- **Problem to solve**
With nothing added or dropped, output every record below exactly.

----------------

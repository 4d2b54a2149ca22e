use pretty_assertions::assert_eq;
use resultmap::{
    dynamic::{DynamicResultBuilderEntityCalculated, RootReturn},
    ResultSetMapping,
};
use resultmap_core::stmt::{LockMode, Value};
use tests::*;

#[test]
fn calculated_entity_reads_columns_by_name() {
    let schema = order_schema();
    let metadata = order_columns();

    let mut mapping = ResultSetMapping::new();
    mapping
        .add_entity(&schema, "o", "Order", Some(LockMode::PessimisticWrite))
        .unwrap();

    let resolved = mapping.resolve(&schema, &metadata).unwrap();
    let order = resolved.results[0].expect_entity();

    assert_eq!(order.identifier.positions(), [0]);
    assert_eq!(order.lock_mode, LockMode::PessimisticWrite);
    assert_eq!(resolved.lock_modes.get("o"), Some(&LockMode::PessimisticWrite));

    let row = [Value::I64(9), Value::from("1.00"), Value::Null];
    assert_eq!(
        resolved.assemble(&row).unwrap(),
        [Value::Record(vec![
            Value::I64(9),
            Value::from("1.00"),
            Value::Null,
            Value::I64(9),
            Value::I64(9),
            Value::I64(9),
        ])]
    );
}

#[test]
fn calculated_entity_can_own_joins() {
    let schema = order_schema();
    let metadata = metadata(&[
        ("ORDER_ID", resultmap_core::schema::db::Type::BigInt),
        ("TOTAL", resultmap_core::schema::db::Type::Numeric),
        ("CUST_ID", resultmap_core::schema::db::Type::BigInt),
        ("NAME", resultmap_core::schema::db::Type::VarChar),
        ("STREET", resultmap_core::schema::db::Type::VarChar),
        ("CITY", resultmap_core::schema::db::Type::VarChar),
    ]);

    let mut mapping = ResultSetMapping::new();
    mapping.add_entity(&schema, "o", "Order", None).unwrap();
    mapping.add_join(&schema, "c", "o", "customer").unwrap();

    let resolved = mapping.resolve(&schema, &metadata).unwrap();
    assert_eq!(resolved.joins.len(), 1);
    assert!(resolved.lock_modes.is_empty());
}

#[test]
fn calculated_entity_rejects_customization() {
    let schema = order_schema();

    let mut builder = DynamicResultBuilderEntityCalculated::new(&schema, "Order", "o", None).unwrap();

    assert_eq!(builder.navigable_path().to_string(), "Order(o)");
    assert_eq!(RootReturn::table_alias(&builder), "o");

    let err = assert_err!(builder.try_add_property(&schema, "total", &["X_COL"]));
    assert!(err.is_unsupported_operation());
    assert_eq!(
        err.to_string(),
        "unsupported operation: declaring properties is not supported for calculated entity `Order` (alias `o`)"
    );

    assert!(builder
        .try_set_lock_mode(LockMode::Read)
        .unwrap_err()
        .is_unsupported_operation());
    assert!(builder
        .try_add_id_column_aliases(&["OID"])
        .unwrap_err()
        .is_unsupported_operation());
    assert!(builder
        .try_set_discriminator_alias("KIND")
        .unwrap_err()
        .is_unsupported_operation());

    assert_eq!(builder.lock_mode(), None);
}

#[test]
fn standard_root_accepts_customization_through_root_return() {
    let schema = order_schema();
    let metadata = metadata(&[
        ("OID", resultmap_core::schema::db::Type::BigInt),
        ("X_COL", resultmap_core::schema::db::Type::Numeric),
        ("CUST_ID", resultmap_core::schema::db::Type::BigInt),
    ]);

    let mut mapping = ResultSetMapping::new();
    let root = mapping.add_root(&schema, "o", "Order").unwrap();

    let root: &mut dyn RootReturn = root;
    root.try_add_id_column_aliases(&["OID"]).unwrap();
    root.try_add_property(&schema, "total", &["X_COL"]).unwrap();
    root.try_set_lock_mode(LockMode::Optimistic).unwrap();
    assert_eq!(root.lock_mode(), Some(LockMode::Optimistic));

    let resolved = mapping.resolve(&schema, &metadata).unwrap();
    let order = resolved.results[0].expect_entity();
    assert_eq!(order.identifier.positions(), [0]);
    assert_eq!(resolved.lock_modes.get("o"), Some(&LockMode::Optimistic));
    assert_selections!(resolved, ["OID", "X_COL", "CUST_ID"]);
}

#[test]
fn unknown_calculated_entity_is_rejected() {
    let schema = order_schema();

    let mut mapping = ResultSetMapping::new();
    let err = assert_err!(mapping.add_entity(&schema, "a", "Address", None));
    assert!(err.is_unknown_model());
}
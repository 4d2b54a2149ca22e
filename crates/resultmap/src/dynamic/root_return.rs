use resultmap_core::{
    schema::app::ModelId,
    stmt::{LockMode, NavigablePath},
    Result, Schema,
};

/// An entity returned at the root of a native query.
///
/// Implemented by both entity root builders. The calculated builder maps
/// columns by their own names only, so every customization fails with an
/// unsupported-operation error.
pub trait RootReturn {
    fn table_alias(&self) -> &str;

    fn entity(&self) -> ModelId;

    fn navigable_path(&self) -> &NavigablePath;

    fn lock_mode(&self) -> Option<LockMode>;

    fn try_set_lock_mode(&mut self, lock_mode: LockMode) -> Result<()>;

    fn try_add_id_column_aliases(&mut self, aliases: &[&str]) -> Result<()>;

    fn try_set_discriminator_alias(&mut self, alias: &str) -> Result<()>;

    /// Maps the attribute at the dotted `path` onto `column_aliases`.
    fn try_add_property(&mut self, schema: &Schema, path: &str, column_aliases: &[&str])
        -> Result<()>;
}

----------------

- **Your solution**
repository 4d2b54a2149ca22e
use pretty_assertions::assert_eq;
use resultmap::{
    dynamic::{DynamicResultBuilderEntityCalculated, RootReturn},
    ResultSetMapping,
};
use resultmap_core::stmt::{LockMode, Value};
use tests::*;

#[test]
fn calculated_entity_reads_columns_by_name() {
    let schema = order_schema();
    let metadata = order_columns();

    let mut mapping = ResultSetMapping::new();
    mapping
        .add_entity(&schema, "o", "Order", Some(LockMode::PessimisticWrite))
        .unwrap();

    let resolved = mapping.resolve(&schema, &metadata).unwrap();
    let order = resolved.results[0].expect_entity();

    assert_eq!(order.identifier.positions(), [0]);
    assert_eq!(order.lock_mode, LockMode::PessimisticWrite);
    assert_eq!(resolved.lock_modes.get("o"), Some(&LockMode::PessimisticWrite));

    let row = [Value::I64(9), Value::from("1.00"), Value::Null];
    assert_eq!(
        resolved.assemble(&row).unwrap(),
        [Value::Record(vec![
            Value::I64(9),
            Value::from("1.00"),
            Value::Null,
            Value::I64(9),
            Value::I64(9),
            Value::I64(9),
        ])]
    );
}

#[test]
fn calculated_entity_can_own_joins() {
    let schema = order_schema();
    let metadata = metadata(&[
        ("ORDER_ID", resultmap_core::schema::db::Type::BigInt),
        ("TOTAL", resultmap_core::schema::db::Type::Numeric),
        ("CUST_ID", resultmap_core::schema::db::Type::BigInt),
        ("NAME", resultmap_core::schema::db::Type::VarChar),
        ("STREET", resultmap_core::schema::db::Type::VarChar),
        ("CITY", resultmap_core::schema::db::Type::VarChar),
    ]);

    let mut mapping = ResultSetMapping::new();
    mapping.add_entity(&schema, "o", "Order", None).unwrap();
    mapping.add_join(&schema, "c", "o", "customer").unwrap();

    let resolved = mapping.resolve(&schema, &metadata).unwrap();
    assert_eq!(resolved.joins.len(), 1);
    assert!(resolved.lock_modes.is_empty());
}

#[test]
fn calculated_entity_rejects_customization() {
    let schema = order_schema();

    let mut builder = DynamicResultBuilderEntityCalculated::new(&schema, "Order", "o", None).unwrap();

    assert_eq!(builder.navigable_path().to_string(), "Order(o)");
    assert_eq!(RootReturn::table_alias(&builder), "o");

    let err = assert_err!(builder.try_add_property(&schema, "total", &["X_COL"]));
    assert!(err.is_unsupported_operation());
    assert_eq!(
        err.to_string(),
        "unsupported operation: declaring properties is not supported for calculated entity `Order` (alias `o`)"
    );

    assert!(builder
        .try_set_lock_mode(LockMode::Read)
        .unwrap_err()
        .is_unsupported_operation());
    assert!(builder
        .try_add_id_column_aliases(&["OID"])
        .unwrap_err()
        .is_unsupported_operation());
    assert!(builder
        .try_set_discriminator_alias("KIND")
        .unwrap_err()
        .is_unsupported_operation());

    assert_eq!(builder.lock_mode(), None);
}

#[test]
fn standard_root_accepts_customization_through_root_return() {
    let schema = order_schema();
    let metadata = metadata(&[
        ("OID", resultmap_core::schema::db::Type::BigInt),
        ("X_COL", resultmap_core::schema::db::Type::Numeric),
        ("CUST_ID", resultmap_core::schema::db::Type::BigInt),
    ]);

    let mut mapping = ResultSetMapping::new();
    let root = mapping.add_root(&schema, "o", "Order").unwrap();

    let root: &mut dyn RootReturn = root;
    root.try_add_id_column_aliases(&["OID"]).unwrap();
    root.try_add_property(&schema, "total", &["X_COL"]).unwrap();
    root.try_set_lock_mode(LockMode::Optimistic).unwrap();
    assert_eq!(root.lock_mode(), Some(LockMode::Optimistic));

    let resolved = mapping.resolve(&schema, &metadata).unwrap();
    let order = resolved.results[0].expect_entity();
    assert_eq!(order.identifier.positions(), [0]);
    assert_eq!(resolved.lock_modes.get("o"), Some(&LockMode::Optimistic));
    assert_selections!(resolved, ["OID", "X_COL", "CUST_ID"]);
}

#[test]
fn unknown_calculated_entity_is_rejected() {
    let schema = order_schema();

    let mut mapping = ResultSetMapping::new();
    let err = assert_err!(mapping.add_entity(&schema, "a", "Address", None));
    assert!(err.is_unknown_model());
}
repository 4d2b54a2149ca22e
filename crates/resultmap/src/dynamic/root_return.rs
use resultmap_core::{
    schema::app::ModelId,
    stmt::{LockMode, NavigablePath},
    Result, Schema,
};

/// An entity returned at the root of a native query.
///
/// Implemented by both entity root builders. The calculated builder maps
/// columns by their own names only, so every customization fails with an
/// unsupported-operation error.
pub trait RootReturn {
    fn table_alias(&self) -> &str;

    fn entity(&self) -> ModelId;

    fn navigable_path(&self) -> &NavigablePath;

    fn lock_mode(&self) -> Option<LockMode>;

    fn try_set_lock_mode(&mut self, lock_mode: LockMode) -> Result<()>;

    fn try_add_id_column_aliases(&mut self, aliases: &[&str]) -> Result<()>;

    fn try_set_discriminator_alias(&mut self, alias: &str) -> Result<()>;

    /// Maps the attribute at the dotted `path` onto `column_aliases`.
    fn try_add_property(&mut self, schema: &Schema, path: &str, column_aliases: &[&str])
        -> Result<()>;
}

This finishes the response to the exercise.